In Marie Louise Von Franz’s On Divination and Synchronicity she brings up the interesting case of the Naskapi people, an indigenous nomadic tribe in Canada. Research online indicates that they are part of the Innu people, who ancestrally inhabited Eastern Canada in the Quebec-Labrador peninsula region. I’ll get to what Von Franz talks about in a moment, but this info on Wikipedia is actually really interesting as well:

The Innu have never officially surrendered their territory to Canada. As a consequence of this they are not registered under the Indian Act and the government does not afford them the same protection, tax-breaks and benefits as other First Nations. From the 1950s on, the Canadian government and the Catholic church attempted to “civilise” the Innu, inducing them to settle in fixed encampments and to abandon their nomadic lifestyle. Before long, life in these artificially constructed settlements became marred by extremely high levels of alcoholism, volatile substance abuse by children, domestic violence, and suicide. Between 1975 and 1995 the Innu settlements averaged 178 suicides per 100,000 persons per year. This is more than twelve times the Canadian average.

Survival International have alleged that the Canadian government’s policy of relocating the Innu away from their ancestral lands and preventing them from practising their ancient way of life is in contravention of international law, and they have drawn parallels with the treatment of the Tibetans in the People’s Republic of China.

The issue here, as I understand it, is that the Innu people have been living as a hunter gatherer civilization for thousands of years. Von Franz actually brings them up in this context, because their culture represents an extremely good example of how “primitive” cultures worked. According to her, they’ve traditionally lived in small family groups of about 15 or 20 people. They wandered around hunting and gathering with any agriculture, or any civilization as we know it. Besides a once-yearly meeting to trade, they supposedly had no organized festivals, and consequently no organized religion or priesthood. What they had instead was a spirituality based entirely on their dreams.

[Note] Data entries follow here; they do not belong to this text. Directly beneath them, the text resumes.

//
// csprop is free software: you can redistribute it and/or modify
// it under the terms of the GNU Lesser General Public License  v3
// as published by the Free Software Foundation.
//
// csprop is distributed in the hope that it will be useful,
// but WITHOUT ANY WARRANTY.
// See the GNU Lesser General Public License  for more details.
//
// You should have received a copy of the GNU Lesser General Public License
// along with csprop. If not, see http://www.gnu.org/licenses/lgpl-3.0.en.html
//
// Copyright (c)  2022 by X. Gillard
//

//! This module provides the definition and implementation of the domain of
//! a variable: the set of values the variable may still assume. A domain
//! only ever shrinks during propagation, one value at a time, and every
//! withdrawal must be undoable: the backtracking search that embeds the
//! engine puts withdrawn values back (in any order) when it retracts an
//! assignment.

use rustc_hash::FxHashMap;

/// This is the kind of error that gets raised whenever a propagator fails
#[derive(Debug, Clone, Copy, thiserror::Error, PartialEq, Eq, Hash)]
#[error("inconsistency")]
pub struct Inconsistency;

/// The result of a propagation operation. (Note: all propagation opertations
/// can fail, in which case they raise an Inconsistency error)
pub type CPResult<T> = Result<T, Inconsistency>;

/// The domain of a variable. It is built once from the original candidate
/// set and never holds anything beyond it: `prune` withdraws one candidate,
/// `restore` puts one withdrawn candidate back.
///
/// # Note
/// The implementation is a sparse set: all original values live in a single
/// vector which is partitioned so that the first `live` cells hold the
/// current domain. Pruning swaps the victim into the dead zone and
/// restoring swaps it back. Both operations are O(1), and -- unlike a
/// trail -- restoration works value by value in whatever order the search
/// replays its undo log. Because the original candidates need not be
/// contiguous, positions are looked up in a map rather than computed from
/// an offset.
#[derive(Debug, Clone)]
pub struct Domain {
    /// All original candidate values; the first `live` cells hold the
    /// current domain
    values: Vec<isize>,
    /// The position of each original candidate inside of `values`
    position: FxHashMap<isize, usize>,
    /// How many of the original candidates are still live
    live: usize,
}

impl Domain {
    /// Creates a new domain holding the given candidate values (duplicates
    /// collapse: a domain is a set)
    pub fn new(values: impl IntoIterator<Item = isize>) -> Self {
        let mut vals = vec![];
        let mut position = FxHashMap::default();
        for value in values {
            if let std::collections::hash_map::Entry::Vacant(e) = position.entry(value) {
                e.insert(vals.len());
                vals.push(value);
            }
        }
        let live = vals.len();
        Self {
            values: vals,
            position,
            live,
        }
    }

    /// The number of values still candidates
    pub fn size(&self) -> usize {
        self.live
    }
    /// True iff no candidate is left (the domain was wiped out)
    pub fn is_empty(&self) -> bool {
        self.live == 0
    }
    /// True iff the given value is still a candidate
    pub fn contains(&self, value: isize) -> bool {
        match self.position.get(&value) {
            Some(pos) => *pos < self.live,
            None => false,
        }
    }
    /// Iterates over the values still candidates
    pub fn iter(&self) -> impl Iterator<Item = isize> + '_ {
        self.values[..self.live].iter().copied()
    }
    /// Iterates over the original candidate set, withdrawn or not (no
    /// particular order: a domain is a set)
    pub fn original(&self) -> impl Iterator<Item = isize> + '_ {
        self.values.iter().copied()
    }
    /// The number of values in the original candidate set
    pub fn original_size(&self) -> usize {
        self.values.len()
    }

    /// Withdraws the given value from the current domain.
    ///
    /// # Panics
    /// When the value is not a live candidate. Pruning the same value twice
    /// (or pruning a value foreign to the original set) would silently
    /// corrupt the bookkeeping every later restoration depends on, so it
    /// must fail fast instead.
    pub fn prune(&mut self, value: isize) {
        match self.position.get(&value).copied() {
            Some(pos) if pos < self.live => {
                self.live -= 1;
                let last = self.live;
                self.swap(pos, last);
            }
            _ => panic!("cannot prune {}: not a live candidate", value),
        }
    }

    /// Puts a previously withdrawn value back into the current domain.
    ///
    /// # Panics
    /// When the value is live or foreign to the original candidate set:
    /// restoring something that was never pruned is the mirror image of the
    /// double prune and corrupts the state just as silently.
    pub fn restore(&mut self, value: isize) {
        match self.position.get(&value).copied() {
            Some(pos) if pos >= self.live => {
                let first_dead = self.live;
                self.swap(pos, first_dead);
                self.live += 1;
            }
            _ => panic!("cannot restore {}: not a pruned candidate", value),
        }
    }

    /// Swaps the cells at both positions, keeping the position map in sync
    fn swap(&mut self, a: usize, b: usize) {
        self.values.swap(a, b);
        self.position.insert(self.values[a], a);
        self.position.insert(self.values[b], b);
    }
}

They believe that a “great man” named Mistap’eo lives inside each person, and he is the sender of dreams. He wants people to “attend to those dreams, to test them, try them out, and draw their conclusions from them.” Mistap’eo also likes for people to make carvings and art according to their dream motifs. Von Franz continues:

They also sometimes discuss their dreams with one another and if a man or woman has a very impressive dream they spontaneously turn it into a song. If one man has a very good dream song then the others begin to sing it too, but even those songs fade out after a while, and then there is a new song from another individual who has transformed his dream into a song.

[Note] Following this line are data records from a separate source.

//
// csprop is free software: you can redistribute it and/or modify
// it under the terms of the GNU Lesser General Public License  v3
// as published by the Free Software Foundation.
//
// csprop is distributed in the hope that it will be useful,
// but WITHOUT ANY WARRANTY.
// See the GNU Lesser General Public License  for more details.
//
// You should have received a copy of the GNU Lesser General Public License
// along with csprop. If not, see http://www.gnu.org/licenses/lgpl-3.0.en.html
//
// Copyright (c)  2022 by X. Gillard
//

//! This module provides the implementation of generalized arc consistency:
//! a worklist fixed point which keeps every live value of every variable
//! supported in every constraint bearing on that variable. It is the
//! strongest (and priciest) of the three strategies: a single invocation
//! can ripple a freshly committed assignment across the whole graph.

use std::collections::VecDeque;

use log::trace;
use rustc_hash::FxHashSet;

use crate::{CPResult, Constraint, Csp, Propagation, Propagator, PruneLog, Pruned, Variable};

/// Generalized arc consistency. Starting from the constraints touching the
/// trigger (or from the whole problem on the bootstrap call), it withdraws
/// every value that lost all support and chases the consequences until
/// nothing moves anymore.
#[derive(Debug, Clone, Copy, Default)]
pub struct ArcConsistency;

impl Propagator for ArcConsistency {
    fn propagate(&self, csp: &mut Csp, trigger: Option<Variable>) -> Propagation {
        let mut pruned = PruneLog::new();
        let status = enforce(csp, trigger, &mut pruned);
        Propagation { status, pruned }
    }
}

/// The worklist fixed point. The pending set suppresses duplicates in the
/// queue: reprocessing a constraint twice would be correct but wasteful,
/// so a constraint is only (re)enqueued when it is not already waiting.
/// Termination is guaranteed because a constraint only ever reenters the
/// worklist on the heels of an actual withdrawal, and domains are finite
/// and only ever shrink during one call.
fn enforce(csp: &mut Csp, trigger: Option<Variable>, pruned: &mut PruneLog) -> CPResult<()> {
    let mut worklist: VecDeque<Constraint> = match trigger {
        Some(var) => csp.constraints_on(var).iter().copied().collect(),
        None => csp.constraints().collect(),
    };
    let mut pending: FxHashSet<Constraint> = worklist.iter().copied().collect();
    trace!("gac worklist seeded with {} constraints", worklist.len());

    while let Some(c) = worklist.pop_front() {
        pending.remove(&c);
        revise(csp, c, &mut worklist, &mut pending, pruned)?;
    }
    Ok(())
}

/// Revises one constraint: every live value of every scope variable must
/// have a support in it. The values that do not are withdrawn, and each
/// withdrawal puts the constraints attached to the shrunk variable back on
/// the worklist (the one being revised included: it may well invalidate
/// its own earlier supports).
fn revise(
    csp: &mut Csp,
    c: Constraint,
    worklist: &mut VecDeque<Constraint>,
    pending: &mut FxHashSet<Constraint>,
    pruned: &mut PruneLog,
) -> CPResult<()> {
    for var in csp.scope(c).to_vec() {
        for value in csp.cur_domain(var) {
            if !csp.has_support(c, var, value) {
                pruned.push(Pruned {
                    variable: var,
                    value,
                });
                csp.prune(var, value)?;

                for attached in csp.constraints_on(var).iter().copied() {
                    if pending.insert(attached) {
                        worklist.push_back(attached);
                    }
                }
            }
        }
    }
    Ok(())
}

// #############################################################################
// ### UNIT TESTS ##############################################################
// #############################################################################
#[cfg(test)]
mod test_arc_consistency {
    use rustc_hash::FxHashSet;

    use crate::prelude::*;

    /// the satisfying tuples of x < y over 1..=n (both positions)
    fn lt_table(n: isize) -> Relation {
        let mut tuples = vec![];
        for a in 1..=n {
            for b in 1..=n {
                if a < b {
                    tuples.push(vec![a, b]);
                }
            }
        }
        Relation::table(tuples)
    }

    fn pruned_set(outcome: &Propagation) -> FxHashSet<Pruned> {
        outcome.pruned.iter().copied().collect()
    }

    #[test]
    fn an_assignment_ripples_through_an_order_constraint() {
        // one row of a 4x4 ordering puzzle: x1 < x2 with x2 committed
        // to 2 leaves x1 with the single candidate 1
        let mut csp = Csp::new();
        let x1 = csp.new_var("x1", 1..=4);
        let x2 = csp.new_var("x2", 1..=4);
        let _ = csp.post("x1<x2", vec![x1, x2], lt_table(4));

        csp.assign(x2, 2);
        let outcome = ArcConsistency.propagate(&mut csp, Some(x2));

        assert!(outcome.is_consistent());
        let expected = [
            Pruned { variable: x1, value: 2 },
            Pruned { variable: x1, value: 3 },
            Pruned { variable: x1, value: 4 },
        ]
        .into_iter()
        .collect::<FxHashSet<_>>();
        assert_eq!(expected, pruned_set(&outcome));
        assert_eq!(vec![1], csp.cur_domain(x1));
    }

    #[test]
    fn pinned_neighbours_starve_the_third_alldifferent_variable() {
        let mut csp = Csp::new();
        let a = csp.new_var("a", vec![1]);
        let b = csp.new_var("b", vec![2]);
        let c = csp.new_var("c", 1..=3);
        let _ = csp.post("alldiff", vec![a, b, c], Relation::AllDifferent);

        let outcome = ArcConsistency.propagate(&mut csp, None);

        assert!(outcome.is_consistent());
        let expected = [
            Pruned { variable: c, value: 1 },
            Pruned { variable: c, value: 2 },
        ]
        .into_iter()
        .collect::<FxHashSet<_>>();
        assert_eq!(expected, pruned_set(&outcome));
        assert_eq!(vec![3], csp.cur_domain(c));
    }

    #[test]
    fn the_bootstrap_call_reaches_a_fixed_point() {
        let mut csp = Csp::new();
        let x = csp.new_var("x", 1..=4);
        let y = csp.new_var("y", 1..=4);
        let z = csp.new_var("z", 1..=4);
        let _ = csp.post("x<y", vec![x, y], lt_table(4));
        let _ = csp.post("y<z", vec![y, z], lt_table(4));

        let first = ArcConsistency.propagate(&mut csp, None);
        assert!(first.is_consistent());
        // x < y < z over 1..=4 squeezes the ends: x loses {4, 3},
        // y loses {4, 1}, z loses {1, 2}
        assert_eq!(6, first.pruned.len());

        // immediately reinvoking on the untouched graph moves nothing
        let second = ArcConsistency.propagate(&mut csp, None);
        assert!(second.is_consistent());
        assert!(second.pruned.is_empty());
    }

    #[test]
    fn a_starved_variable_is_a_deadend_with_an_accurate_log() {
        let mut csp = Csp::new();
        let x = csp.new_var("x", vec![3]);
        let y = csp.new_var("y", vec![3]);
        let _ = csp.post("x!=y", vec![x, y], Relation::AllDifferent);

        let outcome = ArcConsistency.propagate(&mut csp, None);

        assert!(!outcome.is_consistent());
        assert_eq!(1, outcome.pruned.len());

        // whatever was withdrawn before the wipeout can be undone
        csp.restore_all(&outcome.pruned);
        assert_eq!(vec![3], csp.cur_domain(x));
        assert_eq!(vec![3], csp.cur_domain(y));
    }

    #[test]
    fn shrinking_a_variable_requeues_the_constraints_attached_to_it() {
        // a chain u < v < w: revising u < v shrinks v, which must put
        // v < w back on the worklist to shrink w in turn. the trigger
        // only seeds u < v, so any effect on w proves the requeue
        let mut csp = Csp::new();
        let u = csp.new_var("u", 1..=4);
        let v = csp.new_var("v", 1..=4);
        let w = csp.new_var("w", 1..=4);
        let _ = csp.post("u<v", vec![u, v], lt_table(4));
        let _ = csp.post("v<w", vec![v, w], lt_table(4));

        csp.assign(u, 2);
        let outcome = ArcConsistency.propagate(&mut csp, Some(u));

        assert!(outcome.is_consistent());
        let mut dom_v = csp.cur_domain(v);
        dom_v.sort_unstable();
        let mut dom_w = csp.cur_domain(w);
        dom_w.sort_unstable();
        assert_eq!(vec![3], dom_v);
        assert_eq!(vec![4], dom_w);
    }

    #[test]
    fn assigned_variables_keep_their_underlying_domain_intact() {
        let mut csp = Csp::new();
        let x = csp.new_var("x", 1..=3);
        let y = csp.new_var("y", 1..=3);
        let _ = csp.post("x!=y", vec![x, y], Relation::AllDifferent);

        csp.assign(x, 1);
        let outcome = ArcConsistency.propagate(&mut csp, Some(x));
        assert!(outcome.is_consistent());

        // y lost 1; x's underlying domain was never touched (only its
        // view is narrowed by the assignment)
        assert!(!csp.cur_contains(y, 1));
        csp.restore_all(&outcome.pruned);
        csp.unassign(x);
        let mut dom_x = csp.cur_domain(x);
        dom_x.sort_unstable();
        assert_eq!(vec![1, 2, 3], dom_x);
    }
}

I read that thinking: Shit! That’s awesome! Why can’t I live in a culture like that? It sounds so fun… And then the realization struck me that I very much do live in a culture (or sub-culture) like that - at least in the context of this circle of people with whom I share thoughts and dreams online. I thought about how one of us will have a “very impressive dream” and then turn it into a “dream song” which others of us begin to sing for a while as well - until it gradually fades away and is replaced by a new one. And so our dreams and songs go round and round.

Personalizing this connection makes me understand much more closely the plight of these people vis-a-vis the Canadian government and the Church. Both represent a style of civilization in which the dreams and songs of the individual are squashed and replaced by the great common dreams of the culture. Individuals are molded by the culture, rather than it being a two-way street like with the Innu/Naskapi people.







2 Reader Responses

  1. Arizona Says:

    I had a weird dream yesterday that seems related to this site and the theme of connections between pop culture and religion. So I figured I’d share it, Naskapi-style.

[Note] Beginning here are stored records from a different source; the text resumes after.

//
// csprop is free software: you can redistribute it and/or modify
// it under the terms of the GNU Lesser General Public License  v3
// as published by the Free Software Foundation.
//
// csprop is distributed in the hope that it will be useful,
// but WITHOUT ANY WARRANTY.
// See the GNU Lesser General Public License  for more details.
//
// You should have received a copy of the GNU Lesser General Public License
// along with csprop. If not, see http://www.gnu.org/licenses/lgpl-3.0.en.html
//
// Copyright (c)  2022 by X. Gillard
//

//! This module provides the definition and implementation of the csp
//! itself: the variables, the constraints bearing on them, and the index
//! tying both together. The csp is the sole owner of all that data;
//! variables and constraints are mere identifiers pointing into it, which
//! sidesteps the cyclic variable <-> constraint ownership the data model
//! would otherwise call for.

use log::debug;
use rustc_hash::FxHashSet;

use crate::{CPResult, Domain, Inconsistency};

/// A finite domain variable of the problem. A variable in itself is really
/// just an identifier in this implementation: its name, domain and
/// assignment status live in the csp that created it.
#[derive(Debug, Copy, Clone, PartialEq, Eq, Hash)]
pub struct Variable(usize);

/// An identifier to a constraint. A constraint in itself is really just an
/// identifier in this implementation. The bulk of the work is done by the
/// csp.
#[derive(Debug, Copy, Clone, PartialEq, Eq, Hash)]
pub struct Constraint(usize);

/// One value withdrawn from one variable's current domain by a propagation
/// call. The complete list of these records is the undo currency of the
/// engine: a search driver restores exactly that set (no more, no less)
/// when it backtracks past the node whose propagation produced it.
#[derive(Debug, Clone, Copy, PartialEq, Eq, Hash)]
pub struct Pruned {
    /// The variable whose current domain was shrunk
    pub variable: Variable,
    /// The value that was withdrawn from it
    pub value: isize,
}

/// The exact set of values one propagation call withdrew (in withdrawal
/// order, though restoration does not depend on it)
pub type PruneLog = Vec<Pruned>;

    A Dream About Communication

    I’ve been seeing a specialist doctor and his assistant reads out to me a letter on my diagnosis. I stop him short saying he’s not making any sense with his medical mumbo-jumbo. A surrounding audience, much like there is in a TV sitcom or game show, laughs at this poking fun at the letter.

    As a consequence I win a prize, worth $100, to attend a series of movies in a large theatre. I am asked to pay the $100 up front but it will be refunded.

    People file into the auditorium, passing large drink trays in the foyer. The glasses are heterogenous, not all identical, and they remind me of the collections in charity op shops. I grab a spherical or globe-shaped glass, a kind of Holy Grail.

    As in an Opera House, there are boxes along the sides and a large flashlight focuses on higher boxes where puppets are performing. Lower boxes are lit up in turn until the bottom box is reached and an especially strong light is flashed onto a naked guitarist - yes, he’s “flashing”, lol. He has tucked his penis between his legs, however, in some modesty. The light is then subdued and we (the audience) can just make out that he ties a piece of fur, like a large fluffy fig leaf, onto his pubic hair - there is a hook or pin in place for this purpose. He then starts to play and sing with this codpiece as his costume.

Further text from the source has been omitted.